The problem is that Quixano is elderly and wiry, and his horse is worn-out. His armour is rusted and his shield his old. His adventures often result in his getting hurt more often than not. His lady love, Dulcinea, is in fact Aldonza Lorenzo, a girl from a homely farmgirl who occasionally prostitutes herself. The people Quixote encounters view him as either a laughingstock to be played practical jokes on, or a dangerous madman. His family go to increasingly desperate lengths to bring him home and restore his sanity, including at one point literally dragging him home in a cage.

In his own story, Don Quixote is a figure of ridicule. A madman who believes he’s in a fairy tale world, fighting for a noble lady as he jousts against giants and rights the many evils of the world, all while in reality he attacks innocent travellers, charges at windmills, never pays for staying nights and the inns he encounters, and wears a barber’s bowl on his head as though it were a great helmet.

And yet, as one reads through El Quixote, one cannot help but ask a question: What is it about his madness that makes him so laughable? That he lives in a fantasy land where evil is punished, and the world has a rhyme and reason to it? Quixano’s tragedy is indeed his madness, for it makes him believe that the world in which he inhabits is, at its core, fair and just and one in which he is able to make a difference. He sets out to do good, with arguably the noblest intentions of any character in the novel, and is instead rewarded with deception and harsh punishment.

NOBLE INTENTIONS IN A CRUEL WORLD

One remembers a specific instance of from the novel, wherein our main character comes across a youth tied to a tree and being beaten by his master. Quixote’s reaction is to reprimand the master and demand that he free the youth, and swear to never again raise his hand against him. The master does so, and yet as soon as Quixote leaves the youth is beaten again, harder than before.

Quixote’s reaction to seeing what he believes is a danger to others is to face it, in order to defeat it. Whenever he encounters travellers, he endeavours to treat with them honesty.

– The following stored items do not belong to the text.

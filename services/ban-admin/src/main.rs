//! Ban Admin CLI
//!
//! - `list-bans`：列出 banned / strikes / ratelimit 条目
//! - `unban-ip <ip>`：删除引用该 IP 的全部条目
//!
//! 正常结束（包括“没有找到”）返回 0，存储故障返回非 0。

use std::io::Write;
use std::path::Path;
use std::process::ExitCode;

use anyhow::Context;
use clap::{Parser, Subcommand, ValueEnum};
use tracing::error;

use ban_admin::application::{AuditLister, ListOptions, Revoker};
use ban_admin::infrastructure::{open_store, with_deadline};
use warden_config::{AppConfig, LogFormat, StoreBackend};
use warden_errors::AppResult;

#[derive(Parser)]
#[command(name = "ban-admin")]
#[command(about = "Inspect and repair the IP ban / strike / rate-limit cache", long_about = None)]
struct Cli {
    #[command(subcommand)]
    command: Commands,

    /// Enable verbose logging
    #[arg(short, long, global = true)]
    verbose: bool,

    /// Directory containing default.toml and <APP_ENV>.toml
    /// [default: ./config, else the service's bundled config]
    #[arg(long, global = true)]
    config_dir: Option<String>,

    /// Override the configured store backend
    #[arg(long, global = true, value_enum)]
    backend: Option<BackendArg>,
}

#[derive(Subcommand)]
enum Commands {
    /// List active ban, strike and rate-limit entries, soonest expiry first
    ListBans {
        /// Output format
        #[arg(long, value_enum, default_value_t = OutputFormat::Text)]
        format: OutputFormat,

        /// Also show entries that have expired but are not purged yet
        #[arg(long)]
        include_expired: bool,
    },

    /// Remove every ban, strike and rate-limit entry for an IP
    UnbanIp {
        /// IP address, matched literally
        ip: String,

        /// Report what would be removed without deleting anything
        #[arg(long)]
        dry_run: bool,
    },
}

#[derive(Clone, Copy, ValueEnum)]
enum OutputFormat {
    Text,
    Json,
}

#[derive(Clone, Copy, ValueEnum)]
enum BackendArg {
    Postgres,
    Redis,
    Memory,
}

impl From<BackendArg> for StoreBackend {
    fn from(arg: BackendArg) -> Self {
        match arg {
            BackendArg::Postgres => StoreBackend::Postgres,
            BackendArg::Redis => StoreBackend::Redis,
            BackendArg::Memory => StoreBackend::Memory,
        }
    }
}

/// 当前目录下没有 `config/` 时退回到随服务提供的配置目录
fn resolve_config_dir(explicit: Option<&str>) -> String {
    match explicit {
        Some(dir) => dir.to_string(),
        None if Path::new(LOCAL_CONFIG_DIR).is_dir() => LOCAL_CONFIG_DIR.to_string(),
        None => BUNDLED_CONFIG_DIR.to_string(),
    }
}

const LOCAL_CONFIG_DIR: &str = "config";
const BUNDLED_CONFIG_DIR: &str = concat!(env!("CARGO_MANIFEST_DIR"), "/config");

fn load_config(cli: &Cli) -> anyhow::Result<AppConfig> {
    let config_dir = resolve_config_dir(cli.config_dir.as_deref());
    let mut config = AppConfig::load(&config_dir)
        .with_context(|| format!("failed to load configuration from {:?}", config_dir))?;
    if let Some(backend) = cli.backend {
        config.store.backend = backend.into();
    }
    config.validate().context("invalid configuration")?;
    Ok(config)
}

async fn run(command: Commands, config: &AppConfig) -> AppResult<()> {
    let deadline = config.store.timeout();
    let store = with_deadline(deadline, "opening the store", open_store(config)).await?;

    // 操作全部成功后才写 stdout，失败时不会留下半份报告
    let mut output = Vec::new();
    match command {
        Commands::ListBans {
            format,
            include_expired,
        } => {
            let lister = AuditLister::new(store);
            let report = with_deadline(
                deadline,
                "list-bans",
                lister.list(ListOptions { include_expired }),
            )
            .await?;
            match format {
                OutputFormat::Text => report.render_text(&mut output)?,
                OutputFormat::Json => report.render_json(&mut output)?,
            }
        }
        Commands::UnbanIp { ip, dry_run } => {
            let revoker = Revoker::new(store);
            let outcome = if dry_run {
                with_deadline(deadline, "unban-ip", revoker.preview(&ip)).await?
            } else {
                with_deadline(deadline, "unban-ip", revoker.unban(&ip)).await?
            };
            writeln!(output, "{}", outcome)?;
        }
    }

    let mut stdout = std::io::stdout().lock();
    stdout.write_all(&output)?;
    stdout.flush()?;
    Ok(())
}

#[tokio::main(flavor = "current_thread")]
async fn main() -> ExitCode {
    let cli = Cli::parse();

    let config = match load_config(&cli) {
        Ok(config) => config,
        Err(e) => {
            eprintln!("error: {:#}", e);
            return ExitCode::from(78);
        }
    };

    let log_level = if cli.verbose {
        "debug"
    } else {
        config.telemetry.log_level.as_str()
    };
    match config.telemetry.format {
        LogFormat::Text => warden_telemetry::init_tracing(log_level),
        LogFormat::Json => warden_telemetry::init_tracing_json(log_level),
    }

    match run(cli.command, &config).await {
        Ok(()) => ExitCode::SUCCESS,
        Err(e) => {
            error!(error = %e, "Command failed");
            eprintln!("error: {}", e);
            ExitCode::from(e.exit_code())
        }
    }
}
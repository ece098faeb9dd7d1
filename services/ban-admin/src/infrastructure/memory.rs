//! 进程内存储
//!
//! 与真实后端语义一致：过期条目不会被主动清理，扫描时照样返回。
//! 用于测试，以及从 JSON fixture 加载数据做演练。

use std::collections::{HashMap, HashSet};
use std::path::Path;
use std::sync::atomic::{AtomicUsize, Ordering};

use async_trait::async_trait;
use futures::{StreamExt, stream};
use parking_lot::RwLock;
use serde::Deserialize;
use warden_errors::{AppError, AppResult};
use warden_ports::{CacheStore, EntryStream, KeyPattern, RawCacheEntry};

#[derive(Debug, Clone)]
struct StoredValue {
    value: Vec<u8>,
    expires_at: Option<i64>,
}

/// fixture 文件中的一条记录，值按 JSON 序列化后存储
#[derive(Debug, Deserialize)]
struct FixtureEntry {
    key: String,
    value: serde_json::Value,
    expires_at: Option<i64>,
}

/// 内存存储
#[derive(Debug, Default)]
pub struct MemoryCacheStore {
    data: RwLock<HashMap<String, StoredValue>>,
    /// 下一次批量删除前先消失的键，模拟扫描与删除之间的自然过期
    vanishing: RwLock<HashSet<String>>,
    delete_calls: AtomicUsize,
}

impl MemoryCacheStore {
    pub fn new() -> Self {
        Self::default()
    }

    /// 从 JSON fixture 加载：`[{"key": "...", "value": ..., "expires_at": 123}]`
    pub fn from_fixture(path: &Path) -> AppResult<Self> {
        let content = std::fs::read_to_string(path).map_err(|e| {
            AppError::config(format!("Failed to read fixture {}: {}", path.display(), e))
        })?;
        let entries: Vec<FixtureEntry> = serde_json::from_str(&content).map_err(|e| {
            AppError::config(format!("Invalid fixture {}: {}", path.display(), e))
        })?;

        let store = Self::new();
        for entry in entries {
            let value = serde_json::to_vec(&entry.value)
                .map_err(|e| AppError::internal(format!("Failed to encode fixture value: {}", e)))?;
            store.insert(entry.key, value, entry.expires_at);
        }
        Ok(store)
    }

    pub fn insert(&self, key: impl Into<String>, value: Vec<u8>, expires_at: Option<i64>) {
        self.data
            .write()
            .insert(key.into(), StoredValue { value, expires_at });
    }

    pub fn contains_key(&self, key: &str) -> bool {
        self.data.read().contains_key(key)
    }

    pub fn len(&self) -> usize {
        self.data.read().len()
    }

    pub fn is_empty(&self) -> bool {
        self.data.read().is_empty()
    }

    /// `delete_many` 被调用的次数
    pub fn delete_calls(&self) -> usize {
        self.delete_calls.load(Ordering::SeqCst)
    }

    pub fn expire_on_next_delete(&self, key: impl Into<String>) {
        self.vanishing.write().insert(key.into());
    }
}

#[async_trait]
impl CacheStore for MemoryCacheStore {
    async fn scan(&self, pattern: &KeyPattern) -> AppResult<EntryStream> {
        let snapshot: Vec<AppResult<RawCacheEntry>> = self
            .data
            .read()
            .iter()
            .filter(|(key, _)| pattern.matches(key))
            .map(|(key, stored)| {
                Ok(RawCacheEntry::new(
                    key.clone(),
                    stored.value.clone(),
                    stored.expires_at,
                ))
            })
            .collect();

        Ok(stream::iter(snapshot).boxed())
    }

    async fn delete_many(&self, keys: &[String]) -> AppResult<u64> {
        self.delete_calls.fetch_add(1, Ordering::SeqCst);

        let mut data = self.data.write();
        for key in self.vanishing.write().drain() {
            data.remove(&key);
        }

        let removed = keys.iter().filter(|key| data.remove(*key).is_some()).count();
        Ok(removed as u64)
    }
}

#[cfg(test)]
mod tests {
    use super::*;
    use futures::TryStreamExt;

    #[tokio::test]
    async fn test_scan_returns_expired_entries_too() {
        let store = MemoryCacheStore::new();
        store.insert("banned:1.1.1.1", b"true".to_vec(), Some(1));
        store.insert("banned:2.2.2.2", b"true".to_vec(), None);

        let entries: Vec<_> = store
            .scan(&KeyPattern::prefix("banned:"))
            .await
            .unwrap()
            .try_collect()
            .await
            .unwrap();
        assert_eq!(entries.len(), 2);
    }

    #[tokio::test]
    async fn test_delete_missing_key_is_noop() {
        let store = MemoryCacheStore::new();
        store.insert("banned:1.1.1.1", b"true".to_vec(), None);

        let removed = store
            .delete_many(&["banned:1.1.1.1".into(), "banned:9.9.9.9".into()])
            .await
            .unwrap();
        assert_eq!(removed, 1);
        assert!(store.is_empty());
        assert_eq!(store.delete_calls(), 1);
    }

    #[test]
    fn test_fixture_loading() {
        let path = std::env::temp_dir().join(format!("ban-admin-fixture-{}.json", std::process::id()));
        std::fs::write(
            &path,
            r#"[
                {"key": "banned:10.0.0.5", "value": true, "expires_at": 4000000000},
                {"key": "strikes:search:10.0.0.5", "value": 3, "expires_at": null}
            ]"#,
        )
        .unwrap();

        let store = MemoryCacheStore::from_fixture(&path).unwrap();
        std::fs::remove_file(&path).ok();

        assert_eq!(store.len(), 2);
        assert!(store.contains_key("strikes:search:10.0.0.5"));
    }

    #[test]
    fn test_fixture_errors_are_config_errors() {
        let missing = Path::new("/nonexistent/ban-admin/fixture.json");
        let err = MemoryCacheStore::from_fixture(missing).unwrap_err();
        assert!(matches!(err, AppError::Config(_)));
    }
}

He gains the aid of Sancho Panza as his squire by promising him lands and titles, and it seems he truly has every intention of keeping his promise. At his core, what the character attempts to do is to live the life of a knight errant: He travels the land to its farthest reaches, fights duels in the name of honour, and proclaims his love for his ‘maiden’ Dulcinea for all who can hear. The clearest case of his attempts to emulate a knight errant is his tilting against windmills – he honestly believes that they are terrible giants, and that by battling and defeating the he will help make the lands a safer place

But the reality that Cervantes places Alonso Quixano in is often a harsh one, and he is amongst the first to suffer the consequences of both his madness and his idealism. He is deceived on more than one occasion, such as by the master beating the youth, or when he is convinced by a group of convicted criminals that they are being unjustly led to the gallows. He frees them, and for his efforts he is rewarded with a severe beating that leaves him and Sancho Panza lying on the side of the road, nursing their injuries.

More poignantly, early in his adventures Quixote believes that he is officially knighted by a lord in his castle. In reality, it is a sham ceremony, improvised by a tavern-keeper whose tavern has already been the stage for a fight between several customers and Quixote – who had also ruined the horse’s water trough – and who carries out the ‘knighting’ only to be rid himself of the madman.

The cruel irony that if Quixano were, indeed, the protagonist of a knightly tale then he could very well be a great hero. Russian-American writer Vladimir Nabokov once famously observed that Don Quixote has a surprisingly long career as a knight errant, and is in fact quite dangerous in a fight. His attempts to emulate knightly virtues – honesty, piety, and defence of the weak – are sincere and well-meaning. If the world he lived in was actually the world of the knightly tales he obsesses over, he would be celebrated and honoured.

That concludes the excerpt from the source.